Our bodies need oxygen to survive, just like many other organisms. Oxygen molecules are used to create a molecular fuel called ATP for our cells in an organelle called the mitochondria; this process is called cellular respiration, and the electron transport chain is a crucial part of that process. At the end of the electron transport chain, two electrons are leftover, and they are coupled with an oxygen molecule, called the terminal electron acceptor. The process can then start over and generate more ATP so our cells have energy.
But there have been cases where researchers have observed that cells can keep the electron transport chain going even without oxygen. It seemed that some mitochondria can still function partially when no oxygen was available. Scientists wanted to know how they did it, said Whitehead Institute postdoctoral researcher Jessica Spinelli. The question was, "how are mitochondria capable of maintaining these electron inputs when oxygen is not the terminal electron acceptor?"
Reporting in Science, researchers have found some answers. They determined that when cells don't have access to oxygen, there's another molecule that can do its job: fumarate. Oxygen is apparently not the only terminal oxygen acceptor in the electron transport chain. This research seems to solve a long mystery, and could provide new insights into diseases in which oxygen levels drop in cells, such as cancer, diabetes, and ischemia.
A complex series of experiments was performed for this study. Mass spectrometry was used to assess the molecules that mitochondria generate when exposed to different levels of oxygen, and that revealed that in low-oxygen environments, a lot of succinate is produced. When two electrons are added to a fumarate molecule, succinate is created.
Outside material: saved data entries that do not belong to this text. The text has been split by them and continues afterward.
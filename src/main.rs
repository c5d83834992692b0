//! boiler-proxy: transparent relay between a pellet-boiler controller and
//! its vendor Internet Gateway. Entry point only — loads config, wires up
//! logging, and hands off to the orchestrator.

use boiler_proxy::orchestrator::Orchestrator;
use boiler_proxy::shutdown::Shutdown;
use tracing::info;

#[tokio::main]
async fn main() {
    tracing_subscriber::fmt()
        .with_env_filter(
            tracing_subscriber::EnvFilter::try_from_default_env()
                .unwrap_or_else(|_| tracing_subscriber::EnvFilter::new("info")),
        )
        .init();

    info!(version = env!("CARGO_PKG_VERSION"), "boiler-proxy starting");

    let config = match boiler_proxy::config::load_config() {
        Ok(cfg) => {
            info!(
                gateway_iface = %cfg.network.gateway_iface,
                boiler_iface = %cfg.network.boiler_iface,
                discovery_port = cfg.network.discovery_port,
                "config loaded"
            );
            cfg
        }
        Err(e) => {
            eprintln!("FATAL: failed to load config: {e}");
            std::process::exit(1);
        }
    };

    let (shutdown, handle) = Shutdown::new();
    let orchestrator = Orchestrator::new(config);
    let orchestrator_task = tokio::spawn(async move { orchestrator.run(handle).await });

    shutdown_signal().await;
    info!("shutdown signal received, stopping orchestrator");
    shutdown.request();

    if let Err(e) = orchestrator_task.await {
        eprintln!("orchestrator task panicked: {e}");
    }
    info!("boiler-proxy stopped");
}

/// Waits for SIGTERM or Ctrl-C (SIGINT) and returns to trigger graceful shutdown.
async fn shutdown_signal() {
    use tokio::signal;

    let ctrl_c = async {
        signal::ctrl_c()
            .await
            .expect("failed to install Ctrl+C handler");
    };

    #[cfg(unix)]
    let terminate = async {
        signal::unix::signal(signal::unix::SignalKind::terminate())
            .expect("failed to install SIGTERM handler")
            .recv()
            .await;
    };

    #[cfg(not(unix))]
    let terminate = std::future::pending::<()>();

    tokio::select! {
        _ = ctrl_c => { info!("received Ctrl+C, shutting down"); },
        _ = terminate => { info!("received SIGTERM, shutting down"); },
    }
}
//! Crate-level error types.

use thiserror::Error;

/// Internal failures surfaced by the configuration, storage, and session
/// layers. HTTP-facing errors live in [`crate::server::api_error`].
#[derive(Debug, Error)]
pub enum SiteError {
    #[error("configuration error: {0}")]
    Config(String),

    #[error("database error: {0}")]
    Database(String),

    #[error("session error: {0}")]
    Session(String),
}

pub type SiteResult<T> = Result<T, SiteError>;
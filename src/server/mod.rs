//! Server-side components for Marquee.
//!
//! This module contains:
//! - `database`   → DB abstraction over SQLite/Postgres
//! - `handlers`   → Axum HTTP handlers for the site endpoints
//! - `pages`      → HTML page rendering (landing page, admin panel)
//! - `routes`     → Router builder
//! - `session`    → Session token codec and cookie-based session gate
//! - `api_error`  → Standardized JSON error responses
//! - `validation` → Request validation utilities
//! - `logging`    → Request logging middleware and health reporting

pub mod api_error;
pub mod database;
pub mod handlers;
pub mod logging;
pub mod pages;
pub mod routes;
pub mod session;
pub mod validation;

// Convenient re-exports so callers can do `marquee::server::X`
// instead of digging into submodules.

pub use api_error::{ApiError, ErrorBody, ErrorCode};
pub use database::{
    Booking, Database, NewBooking, NewQuestion, Question, Talent, BOOKING_STATUS_PENDING,
};
pub use handlers::{
    create_booking_handler, create_question_handler, list_bookings_handler,
    list_questions_handler, list_talents_handler, login_handler, logout_handler, AdminCredentials,
    AppState, CreateBookingRequest, CreateQuestionRequest, LoginRequest, OkResponse,
};
pub use logging::{
    health_handler, request_logging_middleware, DatabaseHealth, HealthResponse, REQUEST_ID_HEADER,
};
pub use routes::build_router;
pub use session::{
    clear_session_cookie, session_cookie, session_token, AdminIdentity, AdminSession, Claims,
    OptionalAdmin, SessionError, SessionKeys, SESSION_COOKIE,
};
pub use validation::{
    parse_datetime, require_field, validate_not_empty, validate_optional_not_empty,
    ValidationError, ValidationResult,
};
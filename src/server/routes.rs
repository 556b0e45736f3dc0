use axum::{
    middleware,
    routing::{get, post},
    Router,
};

use crate::server::handlers::{
    create_booking_handler, create_question_handler, list_bookings_handler,
    list_questions_handler, list_talents_handler, login_handler, logout_handler, AppState,
};
use crate::server::logging::{health_handler, request_logging_middleware};
use crate::server::pages::{admin_page, home_page};

/// Build the main application router for the Marquee server.
///
/// This is a convenience helper so `main.rs` or tests can construct the
/// router in a single call.
///
/// # Routes
///
/// ## Pages
/// - `GET /` - Public landing page
/// - `GET /admin` - Login form or admin panel, branching on the session cookie
///
/// ## Session
/// - `POST /admin/login` - Authenticate and set the session cookie
/// - `POST /admin/logout` - Clear the session cookie
///
/// ## Public data endpoints
/// - `GET /api/talents` - List talents, newest first
/// - `POST /api/bookings` - Submit a booking request
/// - `POST /api/questions` - Submit a contact-form question
///
/// ## Admin data endpoints (session gate)
/// - `GET /api/admin/bookings` - List booking requests
/// - `GET /api/admin/questions` - List questions
///
/// ## Operational
/// - `GET /health` - Service and storage status
pub fn build_router(state: AppState) -> Router {
    Router::new()
        .route("/", get(home_page))
        .route("/admin", get(admin_page))
        .route("/admin/login", post(login_handler))
        .route("/admin/logout", post(logout_handler))
        .route("/api/talents", get(list_talents_handler))
        .route("/api/bookings", post(create_booking_handler))
        .route("/api/questions", post(create_question_handler))
        .route("/api/admin/bookings", get(list_bookings_handler))
        .route("/api/admin/questions", get(list_questions_handler))
        .route("/health", get(health_handler))
        .layer(middleware::from_fn(request_logging_middleware))
        .with_state(state)
}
"This led us to think that maybe this accumulation of succinate that's occurring could actually be caused by fumarate being used as an electron acceptor, and that this reaction could explain the maintenance of mitochondrial functions in hypoxia," Spinelli said.
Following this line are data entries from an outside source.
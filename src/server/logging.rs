//! Request logging middleware and health reporting.
//!
//! Every request gets a unique id, a tracing span, and a timing log line;
//! the id is echoed back in the `X-Request-Id` response header.

use axum::{
    body::Body,
    extract::{Request, State},
    http::{HeaderValue, Response},
    middleware::Next,
    Json,
};
use std::time::Instant;
use tracing::{info, info_span, Instrument};
use uuid::Uuid;

use crate::server::handlers::AppState;

/// Header name for the request ID.
pub const REQUEST_ID_HEADER: &str = "X-Request-Id";

/// Generate a new unique request ID.
pub fn generate_request_id() -> String {
    Uuid::new_v4().to_string()
}

/// Logging middleware that tracks request timing and generates request IDs.
pub async fn request_logging_middleware(request: Request, next: Next) -> Response<Body> {
    let request_id = generate_request_id();
    let method = request.method().clone();
    let path = request.uri().path().to_string();

    let span = info_span!(
        "request",
        request_id = %request_id,
        method = %method,
        path = %path,
    );

    let start = Instant::now();

    let response = async move { next.run(request).await }
        .instrument(span.clone())
        .await;

    let duration = start.elapsed();
    let status = response.status();

    let _enter = span.enter();
    info!(
        status = %status.as_u16(),
        duration_ms = %duration.as_millis(),
        "Request completed"
    );

    let (mut parts, body) = response.into_parts();
    if let Ok(header_value) = HeaderValue::from_str(&request_id) {
        parts.headers.insert(REQUEST_ID_HEADER, header_value);
    }

    Response::from_parts(parts, body)
}

/// Health check response structure.
#[derive(Debug, Clone, serde::Serialize)]
pub struct HealthResponse {
    /// Service status ("healthy" or "degraded")
    pub status: String,
    /// Service name
    pub service: String,
    /// Service version
    pub version: String,
    /// Storage backend status
    pub database: DatabaseHealth,
}

/// Storage backend health status.
#[derive(Debug, Clone, serde::Serialize)]
pub struct DatabaseHealth {
    /// Whether a storage backend is configured and reachable
    pub connected: bool,
    /// Backend type, or "none" in demo mode
    pub backend: String,
}

impl HealthResponse {
    /// Build a health report. Demo mode (no storage) reports degraded.
    pub fn report(db_connected: bool, backend: &str) -> Self {
        Self {
            status: if db_connected { "healthy" } else { "degraded" }.to_string(),
            service: "marquee".to_string(),
            version: env!("CARGO_PKG_VERSION").to_string(),
            database: DatabaseHealth {
                connected: db_connected,
                backend: backend.to_string(),
            },
        }
    }
}

/// GET /health - report service and storage status.
pub async fn health_handler(State(state): State<AppState>) -> Json<HealthResponse> {
    let report = match &state.db {
        Some(db) => HealthResponse::report(db.is_reachable().await, db.backend_name()),
        None => HealthResponse::report(false, "none"),
    };

    Json(report)
}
In cells, a protein complex called SDH is known to remove two electrons from succinate to leave fumarate; it ususally works in the reverse direction. Additional work showed that the complex can also work in both directions in a cell culture model.
When the entire SDH complex was removed from cells in a low-oxygen environment, the researchers found that the electron transport chain would then stop, said Spinelli.
Once this mechanism was deciphered in cells, the researchers wanted to confirm these findings with a mouse model. This work indicated that some of the tissues in the mice could use fumarate as a terminal electron acceptor, but not all of them could. Some cells even do it normally; the brain, kidney, and liver could use oxygen or fumarate as a terminal electron acceptor under normal conditions, and if oxygen was removed, fumarate could do it alone.
Other tissues were not able to use fumarate so easily. The heart and skeletal muscle could turn to fumarate, but it did not work efficiently enough to retain normal functionin those cells.
Spinelli wants to know more about this process, and how it may be working in diseased or cancerous cells.
"Certain regions of solid tumors have very low levels of oxygen, and certain regions have high levels of oxygen," Spinelli said. "It's interesting to think about how those cells are surviving in that microenvironment; are they using fumarate as an electron acceptor to enable cell survival?"